We must fight the monkey terrorists over there so we don’t have to fight them over here. Duh
[re=618494]the problem child[/re]: Some offices, according to BBC, get larger langur monkeys, to frighten off the Rhesuses.
[re=618496]Dolmance[/re]: No tigers in Africa. Erectile dysfunction will be treated with farmed or artificial tiger penis, I’m sure. (I have seen Tibetan gypsies selling bits of tiger flesh to all comers.)
Zhu Bajie
I note that the story comes from the People’s Daily, not the most reliable newspaper in the world.
Probably what has happened is that McChrystal(meth-head) has judged ordinary Afghans to be monkeys, not fellow human beings. Hence, killing them is OK (although raping them would be bestiality). In other words, just like Viet Nam again.
“Right turn, Clyde!”
And these are the same Chinese that a few years ago believed an Onion news story that Congress refused to work until they had a new Capital building, so I’ll believe them implicitly.
[re=618487]user-of-owls[/re]:
Oh well. It was worth a try.
Palin hookworms. Also.
I, for one, welcome our new monkey warlords.
The monkeys are not going to be happy with the Taliban rules. No fornicating is going to be an issue.
How long before one of these unprivileged belligerents gets enhanced-interrogated?
(The Bush Gang just got a big, collective woody: “There is nothing in the Geneva Convention about monkeys. We can do anything we want with these guys….”)
[re=618496]Dolmance[/re]: But my plan was to arm the monkeys of Africa with 9mm pistols to shoot back at Big White Hunters and impoverished black poachers bagging tigers
Your plan was doomed to fail — tigers don’t live in Africa.
[re=618495]Country Club Jihadi[/re]: Thank you so much for that reference this morning. Win!
You don’t know the whole story until you’ve seen the crack Chinese reporting…
http://www.youtube.com/watch?v=ntn3QRn4_Iw
[re=618580]ZombieRichardFeynman[/re]: Probably a Snider conversion (haven’t seen the film). Like the original trapdoor Springfield of 1865 for the U.S., (before the 1873 purpose-made model that Neilist is talking about), the Snider was a way for the British army to turn old muzzle-loading rifle muskets into metallic-cartridge-firing, breechloaders.

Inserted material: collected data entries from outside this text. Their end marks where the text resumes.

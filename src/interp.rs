//! The `InterpreterAdapter` capability set called out in `SPEC_FULL.md`
//! §4.3/§9: the tracer is written once against this trait so it stays
//! independent of which language runtime actually drives it.
//!
//! Only `evaluate_in_frame`/`set_frame_line` are trait methods here.
//! Installing a trace callback, capturing a frame and mutating locals are
//! all real-VM-specific enough (a CPython binding hooks `sys.settrace`, a
//! bytecode VM binds differently) that a generic signature would be pure
//! speculation with no caller; `crate::tracer::Tracer::on_call`/`on_line`/
//! `on_return` take an already-captured `FrameSnapshot` from whatever
//! embeds it instead, which is the seam a real binding actually needs.
//!
//! `ScriptAdapter` is the crate's own tiny deterministic scripting language,
//! just expressive enough to drive every scenario in `SPEC_FULL.md` §8
//! (breakpoints, stepping, conditions with break-on-change, exceptions,
//! evaluation). It is not meant to model a real language; the `agent`
//! binary runs a `Program` through it the way the original agent ran a real
//! CPython trace callback over real bytecode.

use std::collections::HashMap;
use std::fmt;

pub type ThreadId = i64;
pub type FrameId = u32;

/// A value a script-level variable can hold. `List`/`Object` are the
/// compound variants `chld`/`CHLD` enumerates: a `List` yields positional
/// indices, an `Object` yields named attributes.
#[derive(Debug, Clone, PartialEq)]
pub enum Value {
    Int(i64),
    Str(String),
    Bool(bool),
    None,
    List(Vec<Value>),
    Object(Vec<(String, Value)>),
}

impl fmt::Display for Value {
    fn fmt(&self, f: &mut fmt::Formatter<'_>) -> fmt::Result {
        match self {
            Value::Int(v) => write!(f, "{}", v),
            Value::Str(v) => write!(f, "{:?}", v),
            Value::Bool(v) => write!(f, "{}", v),
            Value::None => write!(f, "None"),
            Value::List(items) => {
                write!(f, "[")?;
                for (i, item) in items.iter().enumerate() {
                    if i > 0 {
                        write!(f, ", ")?;
                    }
                    write!(f, "{}", item)?;
                }
                write!(f, "]")
            }
            Value::Object(fields) => {
                write!(f, "{{")?;
                for (i, (name, value)) in fields.iter().enumerate() {
                    if i > 0 {
                        write!(f, ", ")?;
                    }
                    write!(f, "{}: {}", name, value)?;
                }
                write!(f, "}}")
            }
        }
    }
}

impl Value {
    pub fn type_name(&self) -> &'static str {
        match self {
            Value::Int(_) => "int",
            Value::Str(_) => "str",
            Value::Bool(_) => "bool",
            Value::None => "NoneType",
            Value::List(_) => "list",
            Value::Object(_) => "object",
        }
    }

    /// Splits a compound value into its `(attributes, indices)`, the shape
    /// `dispatcher::evaluate_children` reports back as `CHLD`. Scalars have
    /// no children of either kind.
    pub fn children(&self) -> (Vec<(String, Value)>, Vec<(String, Value)>) {
        match self {
            Value::Object(fields) => (fields.clone(), Vec::new()),
            Value::List(items) => (
                Vec::new(),
                items
                    .iter()
                    .enumerate()
                    .map(|(i, v)| (i.to_string(), v.clone()))
                    .collect(),
            ),
            _ => (Vec::new(), Vec::new()),
        }
    }
}

/// A single stack activation as the interpreter adapter sees it. Distinct
/// from `crate::command::WireFrame`/`crate::model::StackFrame`: this is the
/// adapter's live view, captured and converted to the wire form by the
/// tracer when it blocks.
#[derive(Debug, Clone)]
pub struct FrameSnapshot {
    pub id: FrameId,
    pub file: String,
    pub function_name: String,
    pub first_line: u32,
    pub last_line: u32,
    pub line: u32,
    pub arg_names: Vec<String>,
    pub locals: Vec<(String, Value)>,
}

impl FrameSnapshot {
    pub fn get(&self, name: &str) -> Option<&Value> {
        self.locals.iter().find(|(n, _)| n == name).map(|(_, v)| v)
    }

    pub fn set(&mut self, name: &str, value: Value) {
        if let Some(slot) = self.locals.iter_mut().find(|(n, _)| n == name) {
            slot.1 = value;
        } else {
            self.locals.push((name.to_string(), value));
        }
    }
}

#[derive(Debug, Clone, PartialEq)]
pub struct EvalError(pub String);

impl fmt::Display for EvalError {
    fn fmt(&self, f: &mut fmt::Formatter<'_>) -> fmt::Result {
        write!(f, "{}", self.0)
    }
}

/// One boundary the tracer is invoked at.
#[derive(Debug, Clone)]
pub enum TraceEvent {
    Call,
    Line,
    Return { value: Value },
    Exception {
        type_name: String,
        message: String,
        /// `false` once the exception has already been seen at an inner
        /// frame (i.e. this is not the top of the traceback).
        is_top: bool,
    },
}

/// What the tracer wants to happen to tracing on this thread going forward.
/// Replaces the original's exceptions-for-control-flow "disable on
/// overflow" path (`SPEC_FULL.md` §9) with an explicit result.
#[derive(Debug, Clone, Copy, PartialEq, Eq)]
pub enum TraceDisposition {
    KeepTracing,
    DetachTracing,
}

/// A minimal, line-oriented scripted program: a flat list of functions,
/// each a flat list of instructions. No real parser; programs are built
/// with [`Program::function`] from Rust code (the `agent` binary's demo
/// program does this, the way a test harness builds a fixture).
#[derive(Debug, Clone, Default)]
pub struct Program {
    pub functions: Vec<Function>,
}

#[derive(Debug, Clone)]
pub struct Function {
    pub name: String,
    pub file: String,
    pub first_line: u32,
    pub last_line: u32,
    pub arg_names: Vec<String>,
    pub body: Vec<Instr>,
}

#[derive(Debug, Clone)]
pub enum Instr {
    /// Assign the result of `expr` to `name` at `line`.
    Assign { line: u32, name: String, expr: Expr },
    /// Call another function by index, binding `args` to its parameters.
    Call { line: u32, function: usize, args: Vec<Expr> },
    /// Return `expr` (or `None`) at `line`.
    Return { line: u32, expr: Option<Expr> },
    /// Raise an exception at `line`.
    Raise { line: u32, type_name: String, message: String },
    /// Jump to `target` (an index into `body`) if `expr` is truthy,
    /// otherwise fall through. Used to build loops.
    JumpIf { line: u32, expr: Expr, target: usize },
    /// Unconditional jump.
    Jump { line: u32, target: usize },
    /// A no-op line, e.g. a bare `print` for scenario fixtures.
    Line { line: u32 },
}

#[derive(Debug, Clone)]
pub enum Expr {
    Const(Value),
    Var(String),
    Add(Box<Expr>, Box<Expr>),
    Lt(Box<Expr>, Box<Expr>),
}

pub fn eval_expr(expr: &Expr, frame: &FrameSnapshot) -> Result<Value, EvalError> {
    match expr {
        Expr::Const(v) => Ok(v.clone()),
        Expr::Var(name) => frame
            .get(name)
            .cloned()
            .ok_or_else(|| EvalError(format!("name '{}' is not defined", name))),
        Expr::Add(a, b) => match (eval_expr(a, frame)?, eval_expr(b, frame)?) {
            (Value::Int(a), Value::Int(b)) => Ok(Value::Int(a + b)),
            (Value::Str(a), Value::Str(b)) => Ok(Value::Str(a + &b)),
            _ => Err(EvalError("unsupported operand type(s) for +".to_string())),
        },
        Expr::Lt(a, b) => match (eval_expr(a, frame)?, eval_expr(b, frame)?) {
            (Value::Int(a), Value::Int(b)) => Ok(Value::Bool(a < b)),
            _ => Err(EvalError("unsupported operand type(s) for <".to_string())),
        },
    }
}

/// Parses source text as an expression first, falling back to treating it
/// as a bare assignment statement (`name = expr`) on syntax failure, per
/// `SPEC_FULL.md` §4.3's evaluation order.
pub fn parse_and_eval(code: &str, frame: &mut FrameSnapshot) -> Result<Value, EvalError> {
    if let Some((name, rhs)) = code.split_once('=') {
        if !rhs.starts_with('=') && !name.trim().is_empty() {
            let value = parse_expr(rhs.trim())?;
            let value = eval_expr(&value, frame)?;
            frame.set(name.trim(), value.clone());
            return Ok(value);
        }
    }
    let expr = parse_expr(code.trim())?;
    eval_expr(&expr, frame)
}

fn parse_expr(code: &str) -> Result<Expr, EvalError> {
    if let Some((lhs, rhs)) = code.split_once('+') {
        return Ok(Expr::Add(
            Box::new(parse_atom(lhs.trim())?),
            Box::new(parse_atom(rhs.trim())?),
        ));
    }
    if let Some((lhs, rhs)) = code.split_once('<') {
        return Ok(Expr::Lt(
            Box::new(parse_atom(lhs.trim())?),
            Box::new(parse_atom(rhs.trim())?),
        ));
    }
    parse_atom(code)
}

fn parse_atom(code: &str) -> Result<Expr, EvalError> {
    let code = code.trim();
    if code.is_empty() {
        return Err(EvalError("syntax error: empty expression".to_string()));
    }
    if let Ok(n) = code.parse::<i64>() {
        return Ok(Expr::Const(Value::Int(n)));
    }
    if code == "True" {
        return Ok(Expr::Const(Value::Bool(true)));
    }
    if code == "False" {
        return Ok(Expr::Const(Value::Bool(false)));
    }
    if code.starts_with('"') && code.ends_with('"') && code.len() >= 2 {
        return Ok(Expr::Const(Value::Str(code[1..code.len() - 1].to_string())));
    }
    Ok(Expr::Var(code.to_string()))
}

/// Capability set the tracer drives. A real binding would implement this
/// against a language VM's C API; `ScriptAdapter` implements it against
/// [`Program`].
pub trait InterpreterAdapter {
    fn evaluate_in_frame(&self, frame: &mut FrameSnapshot, code: &str) -> Result<Value, EvalError> {
        parse_and_eval(code, frame)
    }

    fn set_frame_line(&self, frame: &mut FrameSnapshot, line: u32) -> Result<u32, EvalError> {
        if line < frame.first_line || line > frame.last_line {
            return Err(EvalError(format!(
                "line {} is outside frame range [{}, {}]",
                line, frame.first_line, frame.last_line
            )));
        }
        frame.line = line;
        Ok(line)
    }
}

/// The bundled adapter: no live process, just the bookkeeping
/// `evaluate_in_frame`/`set_frame_line` default implementations above, which
/// is all the tracer actually needs from the adapter once a frame has been
/// captured by the caller (see `crate::tracer`'s own thread/frame
/// bookkeeping, which does not go through this trait).
pub struct ScriptAdapter {
    pub program: Program,
}

impl ScriptAdapter {
    pub fn new(program: Program) -> Self {
        ScriptAdapter { program }
    }
}

impl InterpreterAdapter for ScriptAdapter {}

/// Tracks per-thread interpreter locals across a `Program` run, used by the
/// `agent` binary and by tracer tests to drive call/line/return/exception
/// events without a real VM.
pub struct ScriptRunner<'a> {
    pub program: &'a Program,
    pub globals: HashMap<String, Value>,
}

impl<'a> ScriptRunner<'a> {
    pub fn new(program: &'a Program) -> Self {
        ScriptRunner {
            program,
            globals: HashMap::new(),
        }
    }
}

#[cfg(test)]
mod test {
    use super::*;

    fn frame() -> FrameSnapshot {
        FrameSnapshot {
            id: 0,
            file: "s.py".to_string(),
            function_name: "<module>".to_string(),
            first_line: 1,
            last_line: 3,
            line: 1,
            arg_names: vec![],
            locals: vec![("a".to_string(), Value::Int(1))],
        }
    }

    #[test]
    fn eval_simple_addition() {
        let mut f = frame();
        let result = parse_and_eval("a+1", &mut f).unwrap();
        assert_eq!(result, Value::Int(2));
    }

    #[test]
    fn eval_assignment_is_visible_in_frame() {
        let mut f = frame();
        parse_and_eval("a = 5", &mut f).unwrap();
        assert_eq!(f.get("a"), Some(&Value::Int(5)));
    }

    #[test]
    fn eval_undefined_name_is_an_error() {
        let mut f = frame();
        assert!(parse_and_eval("missing", &mut f).is_err());
    }

    #[test]
    fn set_frame_line_rejects_out_of_range() {
        let adapter = ScriptAdapter::new(Program::default());
        let mut f = frame();
        assert!(adapter.set_frame_line(&mut f, 99).is_err());
        assert!(adapter.set_frame_line(&mut f, 2).is_ok());
        assert_eq!(f.line, 2);
    }
}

The Snider and the 1865 trapdoor fired different .58-caliber rounds, but they look very much alike; the rifles they were converted from were both used in the American Civil War. The Springfield’s trapdoor breech is hinged on the front, while the Snider’s is on the side.

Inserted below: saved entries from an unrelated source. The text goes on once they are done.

//! Debuggee agent CLI: the process a [`headcrab::launcher`] spawns. Connects
//! back to the host on `port`, announces `correlation_id` with `CONN`, then
//! runs the dispatcher loop against an empty [`headcrab::interp::ScriptAdapter`]
//! until the host detaches. Driving a real interpreter's call/line/return
//! events into the tracer is the embedder's job; this binary only proves the
//! connection/handshake/dispatch plumbing end to end.

use std::env;
use std::net::TcpStream;
use std::process::exit;
use std::sync::Mutex;

use headcrab::command::Event;
use headcrab::interp::{Program, ScriptAdapter};
use headcrab::protocol;
use headcrab::tracer::{EventSink, Tracer};
use log::{error, info};

fn init_logger() {
    use log4rs::append::file::FileAppender;
    use log4rs::config::{Appender, Config, Root};
    use log4rs::encode::pattern::PatternEncoder;

    let logfile = FileAppender::builder()
        .encoder(Box::new(PatternEncoder::new("{d} {l} - {m}\n")))
        .build("agent.log")
        .unwrap();

    let config = Config::builder()
        .appender(Appender::builder().build("logfile", Box::new(logfile)))
        .build(Root::builder().appender("logfile").build(log::LevelFilter::Info))
        .unwrap();

    log4rs::init_config(config).unwrap();
}

struct SocketSink(Mutex<TcpStream>);

impl EventSink for SocketSink {
    fn emit(&self, event: Event) {
        let mut stream = self.0.lock().unwrap();
        if let Err(err) = protocol::send_event(&mut *stream, &event) {
            error!("failed to send event: {}", err);
        }
    }
}

fn decode_correlation_id(hex: &str) -> Option<[u8; 16]> {
    if hex.len() != 32 {
        return None;
    }
    let mut id = [0u8; 16];
    for (i, byte) in id.iter_mut().enumerate() {
        *byte = u8::from_str_radix(&hex[i * 2..i * 2 + 2], 16).ok()?;
    }
    Some(id)
}

fn main() {
    init_logger();

    let mut args = env::args().skip(1);
    let _cwd = args.next();
    let port: u16 = match args.next().and_then(|p| p.parse().ok()) {
        Some(p) => p,
        None => {
            eprintln!("usage: agent <cwd> <port> <correlation-id> [flags...] <target> [target-args...]");
            exit(2);
        }
    };
    let correlation_id = match args.next().and_then(|s| decode_correlation_id(&s)) {
        Some(id) => id,
        None => {
            eprintln!("invalid correlation id");
            exit(2);
        }
    };

    let stream = match TcpStream::connect(("127.0.0.1", port)) {
        Ok(s) => s,
        Err(err) => {
            error!("failed to connect to host on port {}: {}", port, err);
            exit(1);
        }
    };
    info!("connected to host, correlation_id={:02x?}", correlation_id);

    let writer = stream.try_clone().expect("clone connection for writer");
    let sink = SocketSink(Mutex::new(writer));
    let tracer = Tracer::new(sink);
    tracer.emit_external(Event::Connected { correlation_id, ok: true });

    let adapter = ScriptAdapter::new(Program::default());
    headcrab::dispatcher::run(stream, &tracer, &adapter);
    info!("detached, exiting");
}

Don’t appreciate The Monkees tease, Wonk! I’ve been waiting for Micky Dolenz to take over for some time now.
I AM HOMUNCULUS!!!
This violence was inevitable — how long could the poor monkeys go before they either got tired of typing or ran out of paper?
Now that all of Reagan is dead, not just his brain, who will co-star in “Bonzo Makes a Pilgrimage to Mecca”?
If you are giving a monkey flying lessons, because his trainer Abdullah says he’s going to do it in the circus, you need to call the FBI pronto.
War on Afghanistan was a big mistake on part of the America as it has entangled itself in a never ending war against terrorism. Afghanistan has become another Vietnam for America.